Wij zien hieruit het belang en de bijzonderheid van zijn verkiezing en roeping voor een speciaal doel. Daarom is het belangrijk dat wij ons intensief met zijn brieven bezighouden. Al was het maar omdat de apostel hierbij het doel van de geloofsgehoorzaamheid noemt.
In Romeinen 15 zegt Paulus vijf dingen over God die voor ons erg bemoedigend zijn. 1. Hij spreekt over de God van de volharding (v. 5), en 2. de God van de vertroosting (v. 5), 3. de God van de heerlijkheid (v. 7), 4. de God van de hoop (v. 13) en 5. de God van de vrede (v. 33).
- De God van de volharding
‘En de God van de volharding en van de vertroosting moge u geven onderling eensgezind te zijn in overeenstemming met Christus Jezus’ (Rom. 15:5).
De kracht van de volharding ligt niet in onszelf, maar is in God gegrond. God is de God van de volharding resp. van de standvastigheid en de God van de vertroosting. Hij geeft ons twee steunpilaren om op te steunen. De ene steunpilaar: God Zelf volhardt, staat ons bij en geeft ons de kracht om ook te volharden en standvastig te blijven, tot de voleinding daar is. Hij richt onze blik steeds weer op Zijn doel en begeleidt ons op de weg om dit doel te bereiken. Zijn Heilige Geest die in ons woont, werkt de volharding in ons.
Veel martelaren ontvingen in het uur van de grootste verzoeking de kracht om standvastig te blijven. Velen die lijden zijn plotseling in staat om hun lijden te verdragen. En wij kunnen de verzoekingen weerstaan door de kracht die de God van de standvastigheid ons geeft. Maar omdat deze volharding verbonden is met de broederlijke eensgezindheid, is dit zeker een aanwijzing dat wij, naar de aard van Jezus, moeten volharden resp. standvastig moeten zijn in broederlijke eensgezindheid.

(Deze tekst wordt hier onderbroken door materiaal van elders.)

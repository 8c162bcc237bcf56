use std::sync::Arc;

use parking_lot::Mutex;

use crate::graph::input_node::{InputNode, TapBlock};
use crate::graph::player_node::PlayerNode;
use crate::models::error::AudioError;
use crate::models::format::AudioFormat;
use crate::models::state::EngineState;
use crate::processing::converter::FormatConverter;
use crate::traits::audio_backend::{AudioBackend, InputCallback, RenderCallback};

/// Name reported for the hardware output node.
pub const OUTPUT_NODE_NAME: &str = "AudioOutputNode";

/// The audio graph: input node (with taps) → player node → output, over an
/// injected hardware backend.
///
/// ```text
/// [Backend input] → [InputNode] → taps
///                                  ↓ (recorder, via controller)
///                   [PlayerNode] → [Backend output]
/// ```
///
/// Transitions hold the state lock across backend start/stop, so concurrent
/// `start`/`stop` calls are serialised. Realtime callbacks never touch it.
pub struct AudioEngine<B: AudioBackend> {
    backend: Mutex<B>,
    state: Mutex<EngineState>,
    player: Arc<PlayerNode>,
    input: Arc<InputNode>,
    attached: Mutex<Vec<String>>,
}

impl<B: AudioBackend> AudioEngine<B> {
    pub fn new(backend: B, converter: FormatConverter) -> Self {
        let input = Arc::new(InputNode::new(converter));
        input.set_hardware_format(backend.input_format());
        Self {
            backend: Mutex::new(backend),
            state: Mutex::new(EngineState::Unconfigured),
            player: Arc::new(PlayerNode::new(converter)),
            input,
            attached: Mutex::new(vec![InputNode::NAME.to_string(), OUTPUT_NODE_NAME.to_string()]),
        }
    }

    /// Attach the player node and connect it to the output with the
    /// backend's output rate and channel count. Only valid once.
    pub fn setup(&self) -> Result<(), AudioError> {
        let mut state = self.state.lock();
        if *state != EngineState::Unconfigured {
            return Err(AudioError::InvalidState(format!(
                "engine already set up (state: {:?})",
                *state
            )));
        }

        let output = self.backend.lock().output_format()?;
        self.player
            .connect(AudioFormat::float32(output.sample_rate, output.channels));
        self.attached.lock().push(PlayerNode::NAME.to_string());

        *state = EngineState::Configured;
        log::info!("Engine set up, player connected at {} Hz / {} ch", output.sample_rate, output.channels);
        Ok(())
    }

    /// Start the hardware. No-op when already running.
    ///
    /// Backend failures surface as `EngineStartError` and leave the state
    /// unchanged.
    pub fn start(&self) -> Result<(), AudioError> {
        let mut state = self.state.lock();
        if state.is_running() {
            log::debug!("Engine already running");
            return Ok(());
        }
        if !state.can_start() {
            return Err(AudioError::InvalidState(format!(
                "cannot start engine from {:?}",
                *state
            )));
        }

        let input = Arc::clone(&self.input);
        let input_callback: InputCallback = Arc::new(move |samples: &[f32]| input.process_input(samples));

        let mut backend = self.backend.lock();
        self.input.set_hardware_format(backend.input_format());
        let channels = backend
            .output_format()
            .map(|f| f.channels as usize)
            .unwrap_or(1);
        let player = Arc::clone(&self.player);
        let render_callback: RenderCallback = Arc::new(move |out: &mut [f32]| player.render(out, channels));

        backend
            .start(input_callback, render_callback)
            .map_err(|e| match e {
                AudioError::EngineStartError(_) => e,
                other => AudioError::EngineStartError(other.to_string()),
            })?;

        *state = EngineState::Running;
        log::info!("Engine started on {}", backend.device_name());
        Ok(())
    }

    /// Stop the hardware and the player. Returns whether the engine was
    /// running or paused.
    pub fn stop(&self) -> bool {
        let mut state = self.state.lock();
        if !matches!(*state, EngineState::Running | EngineState::Paused) {
            return false;
        }
        if let Err(e) = self.backend.lock().stop() {
            log::error!("Backend stop failed: {}", e);
        }
        self.player.stop();
        self.input.reset();
        *state = EngineState::Stopped;
        log::info!("Engine stopped");
        true
    }

    /// Halt the hardware but keep scheduled player audio. Returns whether
    /// the engine was running.
    pub fn pause(&self) -> bool {
        let mut state = self.state.lock();
        if !state.is_running() {
            return false;
        }
        if let Err(e) = self.backend.lock().stop() {
            log::error!("Backend stop failed: {}", e);
        }
        *state = EngineState::Paused;
        log::info!("Engine paused");
        true
    }

    /// Drop scheduled player audio and partially assembled tap blocks.
    pub fn reset(&self) {
        self.player.stop();
        self.input.reset();
        log::debug!("Engine reset");
    }

    pub fn install_tap(
        &self,
        bus: u32,
        buffer_size: u32,
        format: Option<AudioFormat>,
        block: TapBlock,
    ) -> Result<(), AudioError> {
        self.input.install_tap(bus, buffer_size, format, block)
    }

    pub fn remove_tap(&self, bus: u32) -> bool {
        self.input.remove_tap(bus)
    }

    /// Input node's hardware-side format on `bus`.
    pub fn input_format(&self, bus: u32) -> Option<AudioFormat> {
        self.input.input_format(bus)
    }

    /// Input node's delivered format on `bus`.
    pub fn output_format(&self, bus: u32) -> Option<AudioFormat> {
        self.input.output_format(bus)
    }

    pub fn attached_nodes(&self) -> Vec<String> {
        self.attached.lock().clone()
    }

    pub fn state(&self) -> EngineState {
        *self.state.lock()
    }

    pub fn is_running(&self) -> bool {
        self.state().is_running()
    }

    pub fn player(&self) -> &Arc<PlayerNode> {
        &self.player
    }

    pub fn input_node(&self) -> &Arc<InputNode> {
        &self.input
    }

    pub fn device_name(&self) -> String {
        self.backend.lock().device_name()
    }

    /// Run `f` against the backend, e.g. to drive an offline backend.
    pub fn with_backend<R>(&self, f: impl FnOnce(&mut B) -> R) -> R {
        f(&mut self.backend.lock())
    }
}

impl<B: AudioBackend> Drop for AudioEngine<B> {
    fn drop(&mut self) {
        self.stop();
    }
}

- De God van de vertroosting
Enerzijds is onze Heere de God van de volharding en anderzijds de God van de vertroosting. Voor ‘vertroosting’ kun je ook ‘troost’ en ‘bemoediging’ gebruiken. Onze God en Vader is de God van de bemoediging. Dit is de tweede steunpilaar die God aan onze zijde plaatst. Zijn Geest leeft in ons, het werk van Jezus spreekt voor ons, Zijn Woord spreekt tot ons.
‘Geprezen zij de God en Vader van onze Heere Jezus Christus, de Vader van de barmhartigheden en de God van alle vertroosting’ (2 Kor. 1:3).
Het is de wens van onze Heere om ons altijd moed in te spreken voor al onze taken. Hij laat ons niet alleen met onze lasten, maar staat ons terzijde. Een voorbeeld hiervan is de volkomen uitzichtloze situatie die koning David in Psalm 3 beschrijft:
‘Een psalm van David, toen hij vluchtte voor zijn zoon Absalom. HEERE, hoe talrijk zijn mijn tegenstanders; velen staan tegen mij op. Velen zeggen van mijn ziel: Hij heeft geen heil bij God. Sela. U echter, HEERE, bent een schild voor mij, mijn eer; U heft mijn hoofd omhoog. Met mijn stem riep ik tot de HEERE, en Hij verhoorde mij vanaf Zijn heilige berg. Sela. Ik lag neer en sliep; ik ontwaakte, want de HEERE ondersteunde mij’ (v. 1-6).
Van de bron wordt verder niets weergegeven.